_YOUR GOAL_.
Pick every line with "failed" from the material below.
::: INPUT :::
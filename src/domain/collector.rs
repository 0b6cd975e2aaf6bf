//! Node status collector. Builds a fresh `NodeRecord` per node from the inventory, the
//! scheduler and (in detailed mode) the node itself.
//!
//! Every source may fail independently per node. A failure degrades that node's record and
//! feeds the aggregate flags; it never stops the rest of the collection.

use colored::Colorize;
use tracing::warn;

use super::node::{FleetHealthFlags, InstanceIdentity, NodeRecord, NodeSet, SchedulerState};
use crate::cloud::{ControlPlane, Inventory};
use crate::error::{FleetError, FleetResult};
use crate::remote::RemoteShell;
use crate::slurm::Scheduler;

/// Serial and shape in one round trip; shape comes from the instance metadata service.
pub const PROBE_COMMAND: &str = concat!(
    r#"echo "serial=$(sudo dmidecode -s system-serial-number 2>/dev/null)"; "#,
    r#"echo "shape=$(curl -sH 'Authorization: Bearer Oracle' -L http://169.254.169.254/opc/v2/instance/ 2>/dev/null | jq -r .shape)""#,
);

#[derive(Debug, Clone)]
pub struct Collection {
    pub records: Vec<NodeRecord>,
    pub flags: FleetHealthFlags,
}

impl Collection {
    pub fn nodes(&self) -> NodeSet {
        self.records.iter().map(|r| r.name.clone()).collect()
    }

    pub fn busy(&self) -> Vec<&NodeRecord> {
        self.records
            .iter()
            .filter(|r| matches!(r.state, SchedulerState::Mixed | SchedulerState::Allocated))
            .collect()
    }

    /// Degraded conditions worth repeating once the action is done.
    pub fn warnings(&self) -> Vec<String> {
        let mut warnings = Vec::new();
        if self.flags.has_allocated_nodes {
            warnings.push(format!(
                "{} node(s) were running jobs",
                self.count_where(|r| matches!(r.state, SchedulerState::Mixed | SchedulerState::Allocated))
            ));
        }
        if self.flags.has_drain_or_down_nodes {
            warnings.push(format!(
                "{} node(s) were already drained or down",
                self.count_where(|r| r.state.is_drain_or_down())
            ));
        }
        if self.flags.has_unreachable_nodes {
            warnings.push(format!("{} node(s) were unreachable", self.count_where(|r| r.is_unreachable())));
        }
        if self.flags.has_unknown_identity {
            warnings.push(format!(
                "{} node(s) have no instance in the inventory",
                self.count_where(|r| r.identity == InstanceIdentity::NotFound)
            ));
        }
        let unknown_state = self.count_where(|r| r.state == SchedulerState::Unknown);
        if unknown_state > 0 {
            warnings.push(format!("{unknown_state} node(s) have no scheduler state"));
        }
        warnings
    }

    fn count_where(&self, pred: impl Fn(&NodeRecord) -> bool) -> usize {
        self.records.iter().filter(|&r| pred(r)).count()
    }
}

pub struct NodeStatusCollector<'a> {
    scheduler: &'a dyn Scheduler,
    inventory: &'a Inventory,
    shell: &'a dyn RemoteShell,
    control: &'a dyn ControlPlane,
    echo: bool,
}

impl<'a> NodeStatusCollector<'a> {
    pub fn new(
        scheduler: &'a dyn Scheduler,
        inventory: &'a Inventory,
        shell: &'a dyn RemoteShell,
        control: &'a dyn ControlPlane,
    ) -> Self {
        Self {
            scheduler,
            inventory,
            shell,
            control,
            echo: true,
        }
    }

    #[cfg(test)]
    pub fn quiet(mut self) -> Self {
        self.echo = false;
        self
    }

    /// Collect one record per node, in set order, printing each row as it arrives.
    pub fn collect(&self, nodes: &NodeSet, detail: bool) -> FleetResult<Collection> {
        if nodes.is_empty() {
            return Err(FleetError::NoTargets);
        }

        if self.echo {
            print_header(detail);
        }

        let mut records = Vec::with_capacity(nodes.len());
        for name in nodes {
            let record = self.collect_one(name, detail);
            if self.echo {
                print_row(&record, detail);
            }
            records.push(record);
        }

        let flags = FleetHealthFlags::from_records(&records);
        Ok(Collection { records, flags })
    }

    fn collect_one(&self, name: &str, detail: bool) -> NodeRecord {
        let mut record = NodeRecord::new(name);

        record.identity = match self.inventory.instance(name) {
            Some(instance) => InstanceIdentity::Found(instance.to_string()),
            None => InstanceIdentity::NotFound,
        };

        record.state = match self.scheduler.node_state(name) {
            Ok(Some(state)) => state,
            Ok(None) => SchedulerState::Unknown,
            Err(e) => {
                warn!(node = name, error = %e, "scheduler state query failed");
                SchedulerState::Unknown
            }
        };

        if record.state.is_drain_or_down() {
            record.reason = self.scheduler.node_reason(name).unwrap_or_else(|e| {
                warn!(node = name, error = %e, "reason query failed");
                None
            });
        }

        if detail {
            self.probe(&mut record);
            if let InstanceIdentity::Found(instance) = &record.identity {
                record.resource_id = self.control.resource_id(instance).unwrap_or_else(|e| {
                    warn!(node = name, error = %e, "resource id lookup failed");
                    None
                });
            }
        }

        record
    }

    fn probe(&self, record: &mut NodeRecord) {
        match self.shell.exec(&record.name, PROBE_COMMAND) {
            Ok(out) => {
                record.reachable = Some(true);
                for line in out.output.lines() {
                    match line.split_once('=') {
                        Some(("serial", v)) => record.serial = non_empty(v),
                        Some(("shape", v)) => record.shape = non_empty(v),
                        _ => {}
                    }
                }
            }
            Err(e) => {
                warn!(node = %record.name, error = %e, "probe failed");
                record.reachable = Some(false);
            }
        }
    }
}

fn non_empty(value: &str) -> Option<String> {
    let value = value.trim();
    (!value.is_empty() && value != "null").then(|| value.to_string())
}

fn print_header(detail: bool) {
    if detail {
        println!(
            "{}",
            format!(
                "{:<20} {:<28} {:<11} {:<6} {:<14} {:<18} {}",
                "HOSTNAME", "INSTANCE", "STATE", "SSH", "SERIAL", "SHAPE", "RESOURCE"
            )
            .bold()
        );
    } else {
        println!(
            "{}",
            format!("{:<20} {:<28} {}", "HOSTNAME", "INSTANCE", "STATE").bold()
        );
    }
}

fn print_row(record: &NodeRecord, detail: bool) {
    let instance = record.identity.name().unwrap_or("-");
    let state = format!("{:<11}", record.state.to_string());
    let state = match record.state {
        SchedulerState::Idle => state.green(),
        SchedulerState::Mixed | SchedulerState::Allocated => state.yellow(),
        SchedulerState::Unknown => state.dimmed(),
        _ => state.red(),
    };

    if detail {
        let ssh = match record.reachable {
            Some(true) => format!("{:<6}", "ok").green(),
            _ => format!("{:<6}", "!!").red(),
        };
        println!(
            "{:<20} {:<28} {} {} {:<14} {:<18} {}",
            record.name,
            instance,
            state,
            ssh,
            record.serial.as_deref().unwrap_or("-"),
            record.shape.as_deref().unwrap_or("-"),
            record.resource_id.as_deref().unwrap_or("-"),
        );
    } else {
        println!("{:<20} {:<28} {}", record.name, instance, state);
    }

    if let Some(reason) = &record.reason {
        println!("   {} {}", "reason:".dimmed(), reason);
    }
}

#[cfg(test)]
mod tests {
    use super::*;
    use crate::testing::{FakeControlPlane, FakeScheduler, FakeShell};

    fn set(names: &[&str]) -> NodeSet {
        names.iter().copied().collect()
    }

    #[test]
    fn empty_set_is_fatal() {
        let sched = FakeScheduler::new();
        let inv = Inventory::default();
        let shell = FakeShell::new();
        let cp = FakeControlPlane::new();
        let err = NodeStatusCollector::new(&sched, &inv, &shell, &cp)
            .quiet()
            .collect(&NodeSet::new(), false)
            .unwrap_err();
        assert!(matches!(err, FleetError::NoTargets));
    }

    #[test]
    fn one_unreachable_node_does_not_abort() {
        let sched = FakeScheduler::new()
            .node("gpu-1", SchedulerState::Idle)
            .node("gpu-2", SchedulerState::Idle)
            .node("gpu-3", SchedulerState::Idle);
        let inv = Inventory::default();
        let shell = FakeShell::new()
            .respond("gpu-1", 0, "serial=2117XLK01\nshape=BM.GPU.H100.8")
            .unreachable("gpu-2")
            .respond("gpu-3", 0, "serial=2117XLK03\nshape=BM.GPU.H100.8");
        let cp = FakeControlPlane::new();

        let collection = NodeStatusCollector::new(&sched, &inv, &shell, &cp)
            .quiet()
            .collect(&set(&["gpu-1", "gpu-2", "gpu-3"]), true)
            .unwrap();

        assert_eq!(collection.records.len(), 3);
        let unreachable: Vec<_> = collection.records.iter().filter(|r| r.is_unreachable()).collect();
        assert_eq!(unreachable.len(), 1);
        assert_eq!(unreachable[0].name, "gpu-2");
        assert!(collection.flags.has_unreachable_nodes);
        assert_eq!(collection.records[0].serial.as_deref(), Some("2117XLK01"));
        assert_eq!(collection.records[2].shape.as_deref(), Some("BM.GPU.H100.8"));
    }

    #[test]
    fn degraded_sources_stay_per_node() {
        let sched = FakeScheduler::new()
            .node("gpu-1", SchedulerState::Allocated)
            .failing_state("gpu-2");
        let inv: Inventory = [("gpu-1", "inst-a")].into_iter().collect();
        let shell = FakeShell::new();
        let cp = FakeControlPlane::new();

        let collection = NodeStatusCollector::new(&sched, &inv, &shell, &cp)
            .quiet()
            .collect(&set(&["gpu-1", "gpu-2", "gpu-9"]), false)
            .unwrap();

        let states: Vec<_> = collection.records.iter().map(|r| r.state).collect();
        assert_eq!(
            states,
            vec![SchedulerState::Allocated, SchedulerState::Unknown, SchedulerState::Unknown]
        );
        assert_eq!(collection.records[0].identity, InstanceIdentity::Found("inst-a".into()));
        assert!(collection.flags.has_allocated_nodes);
        assert!(collection.flags.has_unknown_identity);
        assert!(!collection.flags.has_unreachable_nodes);
        // summary mode never probes
        assert!(shell.calls().is_empty());
        assert!(collection.records.iter().all(|r| r.reachable.is_none()));
    }

    #[test]
    fn drained_and_down_nodes_carry_reason() {
        let sched = FakeScheduler::new()
            .node("gpu-1", SchedulerState::Down)
            .node("gpu-2", SchedulerState::Idle)
            .reason("gpu-1", "Not responding");
        let inv = Inventory::default();
        let shell = FakeShell::new();
        let cp = FakeControlPlane::new();

        let collection = NodeStatusCollector::new(&sched, &inv, &shell, &cp)
            .quiet()
            .collect(&set(&["gpu-1", "gpu-2"]), false)
            .unwrap();
        assert_eq!(collection.records[0].reason.as_deref(), Some("Not responding"));
        assert_eq!(collection.records[1].reason, None);
        assert_eq!(sched.reason_queries(), vec!["gpu-1"]);
    }

    #[test]
    fn detail_resolves_resource_ids() {
        let sched = FakeScheduler::new().node("gpu-1", SchedulerState::Idle);
        let inv: Inventory = [("gpu-1", "inst-a")].into_iter().collect();
        let shell = FakeShell::new().respond("gpu-1", 0, "serial=\nshape=null");
        let cp = FakeControlPlane::new().instance("inst-a", "ocid1.instance.oc1..a");

        let collection = NodeStatusCollector::new(&sched, &inv, &shell, &cp)
            .quiet()
            .collect(&set(&["gpu-1"]), true)
            .unwrap();
        let record = &collection.records[0];
        assert_eq!(record.resource_id.as_deref(), Some("ocid1.instance.oc1..a"));
        assert_eq!(record.serial, None);
        assert_eq!(record.shape, None);
        assert_eq!(record.reachable, Some(true));
    }

    #[test]
    fn warnings_summarise_flags() {
        let mut busy = NodeRecord::new("gpu-1");
        busy.state = SchedulerState::Mixed;
        busy.identity = InstanceIdentity::Found("inst-a".into());
        let records = vec![busy];
        let collection = Collection {
            flags: FleetHealthFlags::from_records(&records),
            records,
        };
        assert_eq!(collection.warnings(), vec!["1 node(s) were running jobs"]);
    }
}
:::
_RESPONSE BELOW_.
                warn!(node = name, error = %e, "scheduler state query failed");
                warn!(node = name, error = %e, "reason query failed");
                    warn!(node = name, error = %e, "resource id lookup failed");
                warn!(node = %record.name, error = %e, "probe failed");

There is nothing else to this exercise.